[[ STUDY MATERIAL open ]]
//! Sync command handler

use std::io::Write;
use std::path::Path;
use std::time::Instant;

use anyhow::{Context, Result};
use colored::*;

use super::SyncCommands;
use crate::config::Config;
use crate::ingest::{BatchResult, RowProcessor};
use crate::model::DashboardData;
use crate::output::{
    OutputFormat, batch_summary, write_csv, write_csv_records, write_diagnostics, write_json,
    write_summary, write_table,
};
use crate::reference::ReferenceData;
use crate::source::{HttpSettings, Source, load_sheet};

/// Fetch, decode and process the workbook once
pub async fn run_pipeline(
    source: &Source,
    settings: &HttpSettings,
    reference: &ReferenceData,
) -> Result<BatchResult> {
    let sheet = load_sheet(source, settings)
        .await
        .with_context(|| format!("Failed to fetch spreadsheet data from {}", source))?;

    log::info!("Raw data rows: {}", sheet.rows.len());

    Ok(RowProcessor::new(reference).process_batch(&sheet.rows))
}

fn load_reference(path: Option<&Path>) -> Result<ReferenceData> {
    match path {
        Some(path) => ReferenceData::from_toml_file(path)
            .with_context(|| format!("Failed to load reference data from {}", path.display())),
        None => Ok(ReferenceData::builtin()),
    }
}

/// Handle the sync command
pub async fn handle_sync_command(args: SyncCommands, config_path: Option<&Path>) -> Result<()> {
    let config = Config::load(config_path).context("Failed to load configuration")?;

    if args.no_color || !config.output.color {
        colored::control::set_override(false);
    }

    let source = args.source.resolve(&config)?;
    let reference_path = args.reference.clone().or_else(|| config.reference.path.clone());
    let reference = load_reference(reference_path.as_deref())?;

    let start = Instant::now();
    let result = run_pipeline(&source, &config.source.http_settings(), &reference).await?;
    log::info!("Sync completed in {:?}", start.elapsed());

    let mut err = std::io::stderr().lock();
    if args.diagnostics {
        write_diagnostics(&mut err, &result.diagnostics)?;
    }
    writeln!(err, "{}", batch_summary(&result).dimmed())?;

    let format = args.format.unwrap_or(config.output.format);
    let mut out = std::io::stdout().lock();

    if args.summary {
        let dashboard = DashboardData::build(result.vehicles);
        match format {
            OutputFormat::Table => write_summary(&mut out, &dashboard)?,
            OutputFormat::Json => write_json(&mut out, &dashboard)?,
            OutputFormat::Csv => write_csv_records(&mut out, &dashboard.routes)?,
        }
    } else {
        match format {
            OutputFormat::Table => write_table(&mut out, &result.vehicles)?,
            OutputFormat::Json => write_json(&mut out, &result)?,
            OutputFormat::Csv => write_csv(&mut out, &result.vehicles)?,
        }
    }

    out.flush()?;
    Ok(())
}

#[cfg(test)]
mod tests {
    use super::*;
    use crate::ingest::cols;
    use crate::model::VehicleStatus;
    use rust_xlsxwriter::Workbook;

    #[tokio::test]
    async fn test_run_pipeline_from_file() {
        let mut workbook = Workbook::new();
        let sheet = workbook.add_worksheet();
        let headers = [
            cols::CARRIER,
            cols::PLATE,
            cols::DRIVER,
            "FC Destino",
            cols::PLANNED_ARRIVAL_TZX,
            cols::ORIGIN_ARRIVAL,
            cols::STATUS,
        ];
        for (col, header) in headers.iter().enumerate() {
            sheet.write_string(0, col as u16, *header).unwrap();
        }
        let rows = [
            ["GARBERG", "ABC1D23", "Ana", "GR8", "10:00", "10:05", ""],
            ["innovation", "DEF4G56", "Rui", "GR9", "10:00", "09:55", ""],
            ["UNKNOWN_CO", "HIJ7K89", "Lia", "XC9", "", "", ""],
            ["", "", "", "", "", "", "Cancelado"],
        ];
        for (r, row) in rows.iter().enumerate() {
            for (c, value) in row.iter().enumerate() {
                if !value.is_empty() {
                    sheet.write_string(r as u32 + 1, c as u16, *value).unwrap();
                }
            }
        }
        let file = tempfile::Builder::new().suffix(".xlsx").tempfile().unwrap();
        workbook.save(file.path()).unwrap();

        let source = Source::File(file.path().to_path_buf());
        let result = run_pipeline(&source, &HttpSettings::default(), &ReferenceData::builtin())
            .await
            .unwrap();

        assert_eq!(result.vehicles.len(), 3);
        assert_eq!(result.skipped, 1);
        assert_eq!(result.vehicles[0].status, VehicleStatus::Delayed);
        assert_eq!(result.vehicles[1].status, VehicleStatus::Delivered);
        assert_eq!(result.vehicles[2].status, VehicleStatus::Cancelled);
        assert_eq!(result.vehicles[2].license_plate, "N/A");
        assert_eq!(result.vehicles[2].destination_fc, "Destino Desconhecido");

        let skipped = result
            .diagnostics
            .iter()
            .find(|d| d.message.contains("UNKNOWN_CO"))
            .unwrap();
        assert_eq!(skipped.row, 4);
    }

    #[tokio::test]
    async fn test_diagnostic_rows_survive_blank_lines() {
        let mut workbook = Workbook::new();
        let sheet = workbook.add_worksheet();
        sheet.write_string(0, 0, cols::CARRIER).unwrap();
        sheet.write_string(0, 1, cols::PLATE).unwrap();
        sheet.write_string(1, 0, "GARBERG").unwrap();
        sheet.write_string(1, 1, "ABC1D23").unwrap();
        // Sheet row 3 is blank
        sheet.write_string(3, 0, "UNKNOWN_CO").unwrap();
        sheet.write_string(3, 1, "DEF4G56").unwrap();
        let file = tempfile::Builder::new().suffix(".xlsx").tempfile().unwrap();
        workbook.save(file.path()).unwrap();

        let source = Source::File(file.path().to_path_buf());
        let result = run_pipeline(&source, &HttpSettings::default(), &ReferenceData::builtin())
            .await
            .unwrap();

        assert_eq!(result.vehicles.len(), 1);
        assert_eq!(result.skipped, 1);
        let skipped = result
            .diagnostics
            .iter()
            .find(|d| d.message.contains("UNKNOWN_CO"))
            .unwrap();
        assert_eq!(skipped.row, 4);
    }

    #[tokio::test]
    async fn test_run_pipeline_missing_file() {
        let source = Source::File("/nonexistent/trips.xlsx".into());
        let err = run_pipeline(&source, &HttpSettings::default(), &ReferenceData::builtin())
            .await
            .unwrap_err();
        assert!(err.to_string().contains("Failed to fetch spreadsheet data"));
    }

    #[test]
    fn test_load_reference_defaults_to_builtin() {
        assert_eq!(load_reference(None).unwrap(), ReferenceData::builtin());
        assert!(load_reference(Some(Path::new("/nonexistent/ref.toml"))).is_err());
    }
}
[[ STUDY MATERIAL closed ]]
For the word "GARBERG", go through the records and show each line that carries it.

            ["GARBERG", "ABC1D23", "Ana", "GR8", "10:00", "10:05", ""],
        sheet.write_string(1, 0, "GARBERG").unwrap();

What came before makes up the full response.